Bernard Marx and Lenina Crowne,
characters in "Brave New World."
‘Progress is lovely.’ So declares Lenina Crowne, one of the characters in Aldous Huxley’s dystopian novel Brave New World.

Brave New World, published in 1932, imagines a world set well into the future where citizens are controlled, not by an authoritarian “Big Brother” (as in George Orwell’s 1984), but by being fed a constant supply of a happiness drug (soma) and having been programmed from the time of artificially engineered birth via sleep-learning and conditioning. Each engineered person is assigned to one of five classes (from Alphas to Epsilons) and remain in that class throughout life.

Lenina is a Beta and enjoys this situation; she cannot do otherwise due to her conditioning. Her partner at the time of her statement about progress being lovely is Bernard Marx, an Alpha Plus and a sleep-learning specialist. Bernard is somewhat of a misfit; he is short and does not enjoy many of the pursuits and experiences that other residents of this brave new world do. Crucially, he does not enjoy the drug soma, completely at odds with his contemporaries. Bernard missed out on something in his conditioning. This makes him a non-conformist yet is tolerated because of his Alpha status.

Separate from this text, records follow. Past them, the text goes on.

//! Property-based integration tests for gap-fill merging.
//!
//! Whatever the sources return, a field that the base record already carries
//! must come out of resolution unchanged.

use std::sync::Arc;

use async_trait::async_trait;
use proptest::prelude::*;
use shelfscan_book_data::{
    fill_if_absent, BookDataError, BookRecord, BookResolver, BookSource, CoverCheck,
    EnrichmentSource, SourceTag,
};

const ISBN: &str = "9784839974206";

// =============================================================================
// Test doubles
// =============================================================================

struct FixedSource {
    tag: SourceTag,
    record: Option<BookRecord>,
    by_title: Option<BookRecord>,
}

#[async_trait]
impl BookSource for FixedSource {
    fn id(&self) -> SourceTag {
        self.tag
    }

    async fn lookup(&self, _isbn: &str) -> Result<Option<BookRecord>, BookDataError> {
        Ok(self.record.clone())
    }
}

#[async_trait]
impl EnrichmentSource for FixedSource {
    async fn lookup_by_title(
        &self,
        _title: &str,
        _author: Option<&str>,
        _isbn: Option<&str>,
    ) -> Result<Option<BookRecord>, BookDataError> {
        Ok(self.by_title.clone())
    }
}

struct AcceptAll;

#[async_trait]
impl CoverCheck for AcceptAll {
    async fn is_valid_cover(&self, _url: &str) -> bool {
        true
    }
}

// =============================================================================
// Generators
// =============================================================================

fn arb_text() -> impl Strategy<Value = Option<String>> {
    proptest::option::of("[a-zA-Z][a-zA-Z ]{0,19}")
}

fn arb_cover() -> impl Strategy<Value = Option<String>> {
    proptest::option::of("https://example\\.com/[a-z]{1,8}\\.jpg")
}

/// Generates a record with an arbitrary subset of fields present.
fn arb_record(tag: SourceTag) -> impl Strategy<Value = BookRecord> {
    (
        arb_text(),                           // title
        proptest::option::of(arb_text()),     // single author
        arb_text(),                           // publisher
        proptest::option::of("[0-9]{4}-[0-9]{2}-[0-9]{2}"),
        proptest::option::of(1u32..5000),     // page_count
        arb_text(),                           // description
        arb_cover(),
    )
        .prop_map(
            move |(title, author, publisher, date, pages, description, cover)| {
                let mut book = BookRecord::new(ISBN, tag);
                book.title = title;
                book.authors = author.flatten().map(|a| vec![a]);
                book.publisher = publisher;
                book.published_date = date;
                book.page_count = pages;
                book.description = description;
                book.cover_image_url = cover;
                book
            },
        )
}

fn present_fields_unchanged(before: &BookRecord, after: &BookRecord) -> bool {
    fn kept<T: PartialEq>(before: &Option<T>, after: &Option<T>) -> bool {
        before.is_none() || before == after
    }

    kept(&before.title, &after.title)
        && kept(&before.authors, &after.authors)
        && kept(&before.publisher, &after.publisher)
        && kept(&before.published_date, &after.published_date)
        && kept(&before.page_count, &after.page_count)
        && kept(&before.description, &after.description)
        && kept(&before.cover_image_url, &after.cover_image_url)
}

fn resolve(
    amazon_by_title: Option<BookRecord>,
    google: Option<BookRecord>,
    openbd: Option<BookRecord>,
) -> Option<BookRecord> {
    let resolver = BookResolver::new(
        Arc::new(FixedSource {
            tag: SourceTag::Amazon,
            record: None,
            by_title: amazon_by_title,
        }),
        Arc::new(FixedSource {
            tag: SourceTag::GoogleBooks,
            record: google,
            by_title: None,
        }),
        Arc::new(FixedSource {
            tag: SourceTag::OpenBd,
            record: openbd,
            by_title: None,
        }),
        Arc::new(AcceptAll),
    );

    let runtime = tokio::runtime::Runtime::new().unwrap();
    runtime
        .block_on(resolver.resolve(ISBN, false))
        .map(|book| (*book).clone())
}

// =============================================================================
// Property Tests
// =============================================================================

proptest! {
    #![proptest_config(ProptestConfig::with_cases(100))]

    /// A filled slot keeps its value; an empty one takes the candidate.
    #[test]
    fn prop_fill_if_absent_only_fills_empty_slots(
        slot in proptest::option::of(any::<u32>()),
        candidate in proptest::option::of(any::<u32>()),
    ) {
        let mut merged = slot;
        let filled = fill_if_absent(&mut merged, candidate);

        match slot {
            Some(value) => {
                prop_assert!(!filled);
                prop_assert_eq!(merged, Some(value));
            }
            None => {
                prop_assert_eq!(filled, candidate.is_some());
                prop_assert_eq!(merged, candidate);
            }
        }
    }

    /// Backfill from the primary source and the title search never touches a
    /// field the secondary record already has.
    #[test]
    fn prop_secondary_record_fields_survive_backfill(
        google in arb_record(SourceTag::GoogleBooks),
        openbd in proptest::option::of(arb_record(SourceTag::OpenBd)),
        by_title in proptest::option::of(arb_record(SourceTag::Amazon)),
    ) {
        let resolved = resolve(by_title, Some(google.clone()), openbd).unwrap();

        prop_assert_eq!(resolved.source, SourceTag::GoogleBooks);
        prop_assert_eq!(resolved.isbn(), ISBN);
        prop_assert!(present_fields_unchanged(&google, &resolved));
    }

    /// A primary-only record keeps every field it has through enrichment.
    #[test]
    fn prop_primary_record_fields_survive_enrichment(
        openbd in arb_record(SourceTag::OpenBd),
        by_title in proptest::option::of(arb_record(SourceTag::Amazon)),
    ) {
        let resolved = resolve(by_title, None, Some(openbd.clone())).unwrap();

        prop_assert_eq!(resolved.source, SourceTag::OpenBd);
        prop_assert!(present_fields_unchanged(&openbd, &resolved));
    }
}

Bernard’s non-conformism though, does mean he is sceptical of Lenina’s assertion.

He replies to her, ‘Five hundred repetitions once a week from thirteen to seventeen.’ Huxley has Bernard saying this ‘…wearily, as though to himself.’

Lenina does not hear him clearly and asks him what he said. Bernard restates Lenina’s own declaration, ‘I said that progress was lovely.’

In this short exchange we hear the majority habituated view, expressed by Lenina, that progress is to be desired. Bernard, on the other hand, alludes to this idea being a conditioned one; a thought that one is indoctrinated into throughout the teenage years.

Reading Brave New World today we might ask ourselves if the notion that progress is lovely has indeed been a conditioned one since our own childhood.

The idea that we, individually and collectively, must progress is deeply ingrained. Individually we attempt to keep up with the Jones’ and collectively we keep searching for the next great technological breakthrough.

Progress is a seductive notion promising that if we keep increasing our income and wealth, obtain more material things, grow the GDP, invest in new technologies, then the future will be better. Progress vows to help us live longer, happier lives.

If there are unwanted harmful by-products of all this, then progress claims that more progress will fix them.

But, all that is a sham, and Bernard Marx knew it. Sadly, he can only voice his reservation ‘…as though to himself.’

What is the goal of progress? What is our destination? When will we get there? Crucially, what will be the signposts to indicate that we have reached our journey’s end?

The creed of progress does not answer these questions. Progress simply offers more progress as if there is no destination. Significantly, as we are finding out to our detriment, the progress myth does not recognise any limits to the journey. According to the progress mantra we never reach a stage in the journey where we can say, this is it, this is where we have enough.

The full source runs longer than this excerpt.